[Saved data entries]
-------------------------

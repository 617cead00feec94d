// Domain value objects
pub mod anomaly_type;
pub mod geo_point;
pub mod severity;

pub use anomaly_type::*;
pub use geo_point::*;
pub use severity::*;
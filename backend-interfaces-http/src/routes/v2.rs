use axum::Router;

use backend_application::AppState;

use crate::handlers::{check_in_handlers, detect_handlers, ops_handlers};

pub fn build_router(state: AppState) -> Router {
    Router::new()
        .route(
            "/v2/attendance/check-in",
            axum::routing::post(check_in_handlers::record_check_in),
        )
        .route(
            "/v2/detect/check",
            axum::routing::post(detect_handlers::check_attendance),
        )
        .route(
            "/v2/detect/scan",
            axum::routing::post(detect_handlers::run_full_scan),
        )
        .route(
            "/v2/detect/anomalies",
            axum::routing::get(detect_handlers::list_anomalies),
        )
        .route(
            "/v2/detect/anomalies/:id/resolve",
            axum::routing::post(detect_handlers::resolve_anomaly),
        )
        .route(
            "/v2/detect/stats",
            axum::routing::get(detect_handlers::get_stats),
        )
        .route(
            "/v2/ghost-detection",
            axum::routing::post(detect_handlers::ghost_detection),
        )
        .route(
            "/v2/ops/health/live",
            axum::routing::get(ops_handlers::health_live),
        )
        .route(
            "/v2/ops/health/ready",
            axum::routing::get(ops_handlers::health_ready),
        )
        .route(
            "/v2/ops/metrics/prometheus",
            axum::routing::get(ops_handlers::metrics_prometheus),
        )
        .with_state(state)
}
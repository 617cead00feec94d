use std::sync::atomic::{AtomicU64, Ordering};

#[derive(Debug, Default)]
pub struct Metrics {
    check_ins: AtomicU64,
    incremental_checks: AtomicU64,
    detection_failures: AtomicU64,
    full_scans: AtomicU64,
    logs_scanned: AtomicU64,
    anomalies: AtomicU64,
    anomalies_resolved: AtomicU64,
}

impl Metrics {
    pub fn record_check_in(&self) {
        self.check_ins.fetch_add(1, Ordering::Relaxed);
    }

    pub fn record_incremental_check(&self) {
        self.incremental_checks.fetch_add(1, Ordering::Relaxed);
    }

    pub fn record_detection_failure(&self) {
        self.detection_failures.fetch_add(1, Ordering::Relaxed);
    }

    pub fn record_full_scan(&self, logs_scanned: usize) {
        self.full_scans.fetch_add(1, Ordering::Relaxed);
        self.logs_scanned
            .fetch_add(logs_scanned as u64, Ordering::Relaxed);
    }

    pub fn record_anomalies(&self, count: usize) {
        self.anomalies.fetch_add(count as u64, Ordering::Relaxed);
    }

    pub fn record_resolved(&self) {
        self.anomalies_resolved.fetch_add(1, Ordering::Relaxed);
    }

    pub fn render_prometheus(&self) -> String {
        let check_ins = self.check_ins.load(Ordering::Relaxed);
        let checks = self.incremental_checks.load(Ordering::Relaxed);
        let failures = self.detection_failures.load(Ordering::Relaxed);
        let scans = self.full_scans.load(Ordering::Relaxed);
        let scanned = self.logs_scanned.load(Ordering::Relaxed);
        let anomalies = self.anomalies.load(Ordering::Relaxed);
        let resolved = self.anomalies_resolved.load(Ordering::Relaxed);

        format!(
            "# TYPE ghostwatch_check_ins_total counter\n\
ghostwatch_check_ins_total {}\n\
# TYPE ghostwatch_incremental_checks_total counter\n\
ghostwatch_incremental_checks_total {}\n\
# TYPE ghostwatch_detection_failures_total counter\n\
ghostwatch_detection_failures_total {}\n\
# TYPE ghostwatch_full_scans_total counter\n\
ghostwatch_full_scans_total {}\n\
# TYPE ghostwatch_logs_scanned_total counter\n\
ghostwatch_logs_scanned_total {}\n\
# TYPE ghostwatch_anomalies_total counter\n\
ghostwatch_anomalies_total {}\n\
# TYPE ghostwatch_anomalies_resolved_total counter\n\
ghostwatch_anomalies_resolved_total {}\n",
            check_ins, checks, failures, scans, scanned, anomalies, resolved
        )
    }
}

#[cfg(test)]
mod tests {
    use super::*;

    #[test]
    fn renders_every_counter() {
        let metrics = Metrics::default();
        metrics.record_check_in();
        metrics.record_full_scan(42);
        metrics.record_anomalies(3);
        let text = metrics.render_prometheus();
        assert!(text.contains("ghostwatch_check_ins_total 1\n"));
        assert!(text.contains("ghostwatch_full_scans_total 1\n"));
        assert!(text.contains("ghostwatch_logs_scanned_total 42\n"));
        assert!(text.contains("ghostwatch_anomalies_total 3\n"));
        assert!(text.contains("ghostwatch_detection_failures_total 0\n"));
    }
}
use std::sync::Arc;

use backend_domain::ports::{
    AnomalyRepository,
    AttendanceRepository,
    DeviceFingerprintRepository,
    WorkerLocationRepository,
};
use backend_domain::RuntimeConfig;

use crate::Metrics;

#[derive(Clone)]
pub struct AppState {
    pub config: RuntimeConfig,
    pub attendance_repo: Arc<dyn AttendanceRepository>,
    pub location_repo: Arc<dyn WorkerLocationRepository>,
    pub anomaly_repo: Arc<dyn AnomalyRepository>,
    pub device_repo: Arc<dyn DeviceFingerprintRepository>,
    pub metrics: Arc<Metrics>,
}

-------------------------

Problem requirements: Make sure that every entry above is copied out exactly as it stands.

Worked solution:
repository 617cead00feec94d
// Domain value objects
pub mod anomaly_type;
pub mod geo_point;
pub mod severity;

pub use anomaly_type::*;
pub use geo_point::*;
pub use severity::*;
filename backend-interfaces-http/src/routes/v2.rs
use axum::Router;

use backend_application::AppState;

use crate::handlers::{check_in_handlers, detect_handlers, ops_handlers};

pub fn build_router(state: AppState) -> Router {
    Router::new()
        .route(
            "/v2/attendance/check-in",
            axum::routing::post(check_in_handlers::record_check_in),
        )
        .route(
            "/v2/detect/check",
            axum::routing::post(detect_handlers::check_attendance),
        )
        .route(
            "/v2/detect/scan",
            axum::routing::post(detect_handlers::run_full_scan),
        )
        .route(
            "/v2/detect/anomalies",
            axum::routing::get(detect_handlers::list_anomalies),
        )
        .route(
            "/v2/detect/anomalies/:id/resolve",
            axum::routing::post(detect_handlers::resolve_anomaly),
        )
        .route(
            "/v2/detect/stats",
            axum::routing::get(detect_handlers::get_stats),
        )
        .route(
            "/v2/ghost-detection",
            axum::routing::post(detect_handlers::ghost_detection),
        )
        .route(
            "/v2/ops/health/live",
            axum::routing::get(ops_handlers::health_live),
        )
        .route(
            "/v2/ops/health/ready",
            axum::routing::get(ops_handlers::health_ready),
        )
        .route(
            "/v2/ops/metrics/prometheus",
            axum::routing::get(ops_handlers::metrics_prometheus),
        )
        .with_state(state)
}
repository 617cead00feec94d
use std::sync::atomic::{AtomicU64, Ordering};

#[derive(Debug, Default)]
pub struct Metrics {
    check_ins: AtomicU64,
    incremental_checks: AtomicU64,
    detection_failures: AtomicU64,
    full_scans: AtomicU64,
    logs_scanned: AtomicU64,
    anomalies: AtomicU64,
    anomalies_resolved: AtomicU64,
}

impl Metrics {
    pub fn record_check_in(&self) {
        self.check_ins.fetch_add(1, Ordering::Relaxed);
    }

    pub fn record_incremental_check(&self) {
        self.incremental_checks.fetch_add(1, Ordering::Relaxed);
    }

    pub fn record_detection_failure(&self) {
        self.detection_failures.fetch_add(1, Ordering::Relaxed);
    }

    pub fn record_full_scan(&self, logs_scanned: usize) {
        self.full_scans.fetch_add(1, Ordering::Relaxed);
        self.logs_scanned
            .fetch_add(logs_scanned as u64, Ordering::Relaxed);
    }

    pub fn record_anomalies(&self, count: usize) {
        self.anomalies.fetch_add(count as u64, Ordering::Relaxed);
    }

    pub fn record_resolved(&self) {
        self.anomalies_resolved.fetch_add(1, Ordering::Relaxed);
    }

    pub fn render_prometheus(&self) -> String {
        let check_ins = self.check_ins.load(Ordering::Relaxed);
        let checks = self.incremental_checks.load(Ordering::Relaxed);
        let failures = self.detection_failures.load(Ordering::Relaxed);
        let scans = self.full_scans.load(Ordering::Relaxed);
        let scanned = self.logs_scanned.load(Ordering::Relaxed);
        let anomalies = self.anomalies.load(Ordering::Relaxed);
        let resolved = self.anomalies_resolved.load(Ordering::Relaxed);

        format!(
            "# TYPE ghostwatch_check_ins_total counter\n\
ghostwatch_check_ins_total {}\n\
# TYPE ghostwatch_incremental_checks_total counter\n\
ghostwatch_incremental_checks_total {}\n\
# TYPE ghostwatch_detection_failures_total counter\n\
ghostwatch_detection_failures_total {}\n\
# TYPE ghostwatch_full_scans_total counter\n\
ghostwatch_full_scans_total {}\n\
# TYPE ghostwatch_logs_scanned_total counter\n\
ghostwatch_logs_scanned_total {}\n\
# TYPE ghostwatch_anomalies_total counter\n\
ghostwatch_anomalies_total {}\n\
# TYPE ghostwatch_anomalies_resolved_total counter\n\
ghostwatch_anomalies_resolved_total {}\n",
            check_ins, checks, failures, scans, scanned, anomalies, resolved
        )
    }
}

#[cfg(test)]
mod tests {
    use super::*;

    #[test]
    fn renders_every_counter() {
        let metrics = Metrics::default();
        metrics.record_check_in();
        metrics.record_full_scan(42);
        metrics.record_anomalies(3);
        let text = metrics.render_prometheus();
        assert!(text.contains("ghostwatch_check_ins_total 1\n"));
        assert!(text.contains("ghostwatch_full_scans_total 1\n"));
        assert!(text.contains("ghostwatch_logs_scanned_total 42\n"));
        assert!(text.contains("ghostwatch_anomalies_total 3\n"));
        assert!(text.contains("ghostwatch_detection_failures_total 0\n"));
    }
}
use std::sync::Arc;

use backend_domain::ports::{
    AnomalyRepository,
    AttendanceRepository,
    DeviceFingerprintRepository,
    WorkerLocationRepository,
};
use backend_domain::RuntimeConfig;

use crate::Metrics;

#[derive(Clone)]
pub struct AppState {
    pub config: RuntimeConfig,
    pub attendance_repo: Arc<dyn AttendanceRepository>,
    pub location_repo: Arc<dyn WorkerLocationRepository>,
    pub anomaly_repo: Arc<dyn AnomalyRepository>,
    pub device_repo: Arc<dyn DeviceFingerprintRepository>,
    pub metrics: Arc<Metrics>,
}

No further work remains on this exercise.